As the EFF puts it in their technical analysis: print blocking won’t work — but the surveillance architecture required to attempt it would be extensive, invasive, and permanent.
The Felony File Problem
Perhaps the most alarming element is the criminalization of file possession.
Design files for 3D printing are a form of speech — functional speech, but speech nonetheless. The First Amendment implications of making it a felony to possess a design file are significant. You do not have to print anything. You do not have to have a printer. Simply having a file on your computer that contains a design that the algorithm might flag could be a felony.
That’s a meaningful departure from how gun laws have traditionally worked. Possessing an unmanufactured piece of steel isn’t a crime. Possessing the thought of making a gun isn’t a crime. Under this proposal, possessing the digital representation of a design — before any physical object exists — would be.
The EFF notes a second technical problem: the algorithm cannot reliably distinguish between a legitimate firearm component and dozens of everyday objects that share geometric characteristics with firearm parts. Springs. Pins. Tubes. Trigger-shaped parts appear in everything from surgical tools to bicycle components. A detection algorithm will produce false positives — and under this bill, those false positives could be felonies.
Why This Sets a Dangerous Precedent
New York is not the only state moving in this direction. California has introduced similar legislation. What happens in these two large states tends to propagate.
The 3D printing surveillance precedent is particularly alarming because the underlying logic applies to any technology capable of producing physical objects that could be misused. CNC machines. Laser cutters. Conventional manufacturing equipment.
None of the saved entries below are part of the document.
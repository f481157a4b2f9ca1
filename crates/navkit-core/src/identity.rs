#![forbid(unsafe_code)]

//! Screen identities.
//!
//! A [`ScreenId`] is minted exactly once per [`Screen`] from a process-wide
//! counter. Identities are never derived from where a screen lives in memory,
//! so a destroyed screen's id can never be handed to an unrelated screen and
//! a stale callback can never be misattributed.
//!
//! # Invariants
//!
//! 1. Ids are strictly increasing in minting order.
//! 2. An id is never reused for the lifetime of the process.
//! 3. Cloning a `Screen` clones its id: the clone is the *same* screen, and a
//!    stack rejects it as a duplicate.

use std::fmt;
use std::sync::atomic::{AtomicU64, Ordering};

/// Global counter for screen identities. Starts at 1 so `0` never appears.
static SCREEN_ID_COUNTER: AtomicU64 = AtomicU64::new(1);

/// Opaque, process-unique identity of a screen instance.
#[derive(Debug, Clone, Copy, PartialEq, Eq, PartialOrd, Ord, Hash)]
pub struct ScreenId(u64);

impl ScreenId {
    /// Mint a fresh identity.
    #[must_use]
    pub fn mint() -> Self {
        Self(SCREEN_ID_COUNTER.fetch_add(1, Ordering::Relaxed))
    }

    /// Get the raw id value.
    #[must_use]
    pub const fn raw(self) -> u64 {
        self.0
    }
}

impl fmt::Display for ScreenId {
    fn fmt(&self, f: &mut fmt::Formatter<'_>) -> fmt::Result {
        write!(f, "screen#{}", self.0)
    }
}

/// Anything that carries a [`ScreenId`].
///
/// [`NavigationStack`](crate::NavigationStack) is generic over this so the
/// router can keep both a stack of full screens and an identity-only
/// projection under the same contract.
pub trait Identified {
    /// The identity of this item.
    fn screen_id(&self) -> ScreenId;
}

impl Identified for ScreenId {
    #[inline]
    fn screen_id(&self) -> ScreenId {
        *self
    }
}

/// One unit of navigable content with a stable identity.
///
/// The router orders and tracks screens by id only; `content` is whatever the
/// host needs to render and is never inspected.
#[derive(Debug, Clone, PartialEq, Eq)]
pub struct Screen<C> {
    id: ScreenId,
    content: C,
}

impl<C> Screen<C> {
    /// Wrap `content` in a screen with a freshly minted id.
    pub fn new(content: C) -> Self {
        Self {
            id: ScreenId::mint(),
            content,
        }
    }

    /// The screen's identity.
    #[inline]
    pub fn id(&self) -> ScreenId {
        self.id
    }

    /// Borrow the host content.
    #[inline]
    pub fn content(&self) -> &C {
        &self.content
    }

    /// Mutably borrow the host content.
    #[inline]
    pub fn content_mut(&mut self) -> &mut C {
        &mut self.content
    }

    /// Consume the screen, returning its content.
    pub fn into_content(self) -> C {
        self.content
    }
}

impl<C> Identified for Screen<C> {
    #[inline]
    fn screen_id(&self) -> ScreenId {
        self.id
    }
}
#![forbid(unsafe_code)]

//! Test fixtures for navkit.
//!
//! - [`ScriptedHost`]: a [`NavigationHost`](navkit_runtime::NavigationHost)
//!   that records every transition and either animates or completes it.
//! - [`CallLog`]: ordered record of callback invocations.
//! - [`CollectingSink`]: an [`ErrorSink`](navkit_runtime::ErrorSink) that
//!   keeps every fault for assertions.
//! - [`capture`]: a `tracing-subscriber` layer that captures spans and events.

pub mod capture;
pub mod host;
pub mod recorder;

pub use capture::{CaptureHandle, CapturedEvent, CapturedSpan, with_captured};
pub use host::{HostMode, ScriptedHost, TransitionRecord};
pub use recorder::{CallLog, CollectingSink};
Milling machines.
If the principle is accepted — that physical fabrication technology must include surveillance and blocking capabilities to prevent potential misuse — there is no obvious limit to where it stops. Every garage workshop. Every machine shop. Every manufacturing floor.
The argument for the bill is that untraceable 3D-printed firearms pose a genuine public safety risk. That argument isn’t wrong as a factual matter. But the solution proposed — surveilling every print job in the state — is disproportionate in a way that should alarm anyone who cares about privacy, the right to make things, and the creeping expansion of state surveillance into private physical space.
The Timeline
The New York State budget vote was expected as early as mid-April 2026. The provision is buried in a multi-thousand-page budget document, which is precisely how provisions that would struggle as standalone legislation sometimes make it into law.
The EFF has activated an urgent action campaign. New York residents can contact their Assemblymembers and State Senators directly to demand the provision be stripped from the budget before a vote.
California’s similar legislation — the Dangers of California’s 3D Printing Censorware bill — is also moving through the legislature, meaning this fight is being fought on two fronts simultaneously.
What Privacy and Fabrication Rights Advocates Want Instead
The counterproposal isn’t “do nothing.” Researchers and advocacy groups have suggested that targeted serialization requirements, background checks tied to printer sales for high-capacity commercial equipment, and law enforcement tools focused on finished products rather than design files would achieve meaningful safety goals without building a surveillance infrastructure into every 3D printer in the state.
The distinction matters: detecting and investigating actual weapons is a law enforcement activity. Surveilling the process by which every American makes every physical object is something categorically different.
Whether New York’s legislature treats that distinction as meaningful is about to be decided.